Me miró con mala cara.

– ¿Y crees que yo no lo sé? Sé quién eres, Sabueso. Estoy más al tanto de los negocios de mi marido de lo que crees. Estaba dispuesto a matarte, ¿sabes? No habló de otra cosa durante días.

– ¿Ah, sí? -Su franqueza respecto a sus amantes no era ni de lejos tan sorprendente como su franqueza sobre los planes de su marido.

– Sí. Milón te consideraba una amenaza bastante importante. Supongo que deberías sentirte honrado. Claro que, al final, veía un asesino en cada armario y un espía detrás de cada arbusto. Tú le obsesionaste durante un tiempo. Cicerón no dejaba de decirle que exageraba la amenaza que suponías. Cicerón decía que tu reputación había sido inflada, que eras poco competente en realidad y que Milón debía dejar de preocuparse por ti.

– Muy amable por parte de Cicerón.

– Trataba de protegerte, estúpido. Pero Milón estaba dispuesto a verte muerto, tenía sudores fríos por ti. Al final, Cicerón consiguió comprometerle a que simplemente te secuestrara. Aunque debes de ser tan inteligente y perseverante como Milón pensaba… Escapaste antes de que comenzara el juicio. ¡Por Hércules, menudo susto tuviste que darle a Cicerón cuando apareciste en el camino delante de él! -Soltó una carcajada que parecía un ladrido.

– Ojalá hubiera podido apreciar la broma en aquel momento.

– No podemos decir todos lo mismo, mirando hacia atrás? ¡Ojalá hubiera sabido que casarme con Milón iba a terminar en semejante chiste! Como aquel horrible día en la Vía Apia, cuando pensé que estaba viviendo una pesadilla y en realidad era una farsa grotesca desde el principio hasta el fin.

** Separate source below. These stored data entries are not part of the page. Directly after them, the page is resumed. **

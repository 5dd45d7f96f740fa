use aes_gcm::{
    Aes256Gcm, Key, Nonce,
    aead::{Aead, AeadCore, KeyInit, OsRng},
};
use thiserror::Error;

const KEY_SIZE: usize = 32;
const NONCE_SIZE: usize = 12; // AES-GCM standard nonce size

#[derive(Error, Debug)]
pub enum EncryptionError {
    #[error("Encryption failed: {0}")]
    EncryptionFailed(String),
    #[error("Decryption failed: {0}")]
    DecryptionFailed(String),
    #[error("Invalid key length")]
    InvalidKeyLength,
}

/// A service to handle symmetric encryption for notification channel configurations.
/// Uses AES-256-GCM, so a ciphertext produced under another key or modified
/// after the fact fails to decrypt instead of yielding garbage.
pub struct EncryptionService {
    cipher: Aes256Gcm,
}

impl EncryptionService {
    /// Creates a new EncryptionService with an exact 32-byte key.
    pub fn new(key: &[u8]) -> Result<Self, EncryptionError> {
        Ok(Self {
            cipher: Aes256Gcm::new_from_slice(key).map_err(|_| EncryptionError::InvalidKeyLength)?,
        })
    }

    /// Derives the key from a free-form process secret: right-padded with `=`
    /// and truncated to 32 bytes.
    pub fn from_secret(secret: &str) -> Self {
        let mut key = [b'='; KEY_SIZE];
        let bytes = secret.as_bytes();
        let len = bytes.len().min(KEY_SIZE);
        key[..len].copy_from_slice(&bytes[..len]);
        Self {
            cipher: Aes256Gcm::new(Key::<Aes256Gcm>::from_slice(&key)),
        }
    }

    /// Encrypts a plaintext byte slice.
    /// Prepends a 12-byte (96-bit) nonce to the ciphertext.
    pub fn encrypt(&self, plaintext: &[u8]) -> Result<Vec<u8>, EncryptionError> {
        let nonce = Aes256Gcm::generate_nonce(&mut OsRng); // must be unique for each encryption
        let ciphertext = self
            .cipher
            .encrypt(&nonce, plaintext)
            .map_err(|e| EncryptionError::EncryptionFailed(e.to_string()))?;

        let mut result = nonce.to_vec();
        result.extend_from_slice(&ciphertext);
        Ok(result)
    }

    /// Decrypts an encrypted byte slice.
    /// Assumes the first 12 bytes are the nonce.
    pub fn decrypt(&self, encrypted_data: &[u8]) -> Result<Vec<u8>, EncryptionError> {
        if encrypted_data.len() < NONCE_SIZE {
            return Err(EncryptionError::DecryptionFailed(
                "Invalid encrypted data: too short to contain a nonce".to_string(),
            ));
        }

        let (nonce_bytes, ciphertext) = encrypted_data.split_at(NONCE_SIZE);
        let nonce = Nonce::from_slice(nonce_bytes);

        self.cipher
            .decrypt(nonce, ciphertext)
            .map_err(|e| EncryptionError::DecryptionFailed(e.to_string()))
    }
}
use axum::{
    Json, Router,
    extract::{Extension, State},
    routing::{get, post},
};
use std::sync::Arc;
use tracing::info;

use crate::{
    db::services::user_service,
    services::auth_service,
    web::{
        AppError, AppState,
        models::{ApiTokenResponse, AuthenticatedUser, RefreshTokenResponse},
    },
};

pub fn create_user_router() -> Router<Arc<AppState>> {
    Router::new()
        .route("/token", get(get_api_token))
        .route("/token/refresh", post(refresh_api_token))
}

async fn get_api_token(
    Extension(auth_user): Extension<AuthenticatedUser>,
    State(app_state): State<Arc<AppState>>,
) -> Result<Json<ApiTokenResponse>, AppError> {
    let user = user_service::get_user_by_id(&app_state.db_pool, auth_user.id)
        .await?
        .ok_or_else(|| AppError::NotFound("User not found".to_string()))?;
    Ok(Json(ApiTokenResponse { token: user.token }))
}

async fn refresh_api_token(
    Extension(auth_user): Extension<AuthenticatedUser>,
    State(app_state): State<Arc<AppState>>,
) -> Result<Json<RefreshTokenResponse>, AppError> {
    let new_token = auth_service::rotate_api_token(&app_state.db_pool, auth_user.id).await?;
    info!(user_id = auth_user.id, "API token rotated.");
    Ok(Json(RefreshTokenResponse {
        status: "success".to_string(),
        new_token,
    }))
}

La ironía más cruel es que Milón nunca pretendió asesinar a Clodio. La lucha empezó sin que él hiciera nada y, cuando envió a sus hombres a perseguir a Clodio, ¡les ordenó que no le hicieran daño! Los gladiadores todavía juran que no tocaron a Clodio en la posada.

– ¿Es eso cierto?

– ¿Lo dudas? Ven, dejaré que ellos mismos te expliquen la historia.-Me llevó de vuelta a su habitación-. ¡Chicos! Podéis salir del baño. Mi visitante ha prometido que no os morderá.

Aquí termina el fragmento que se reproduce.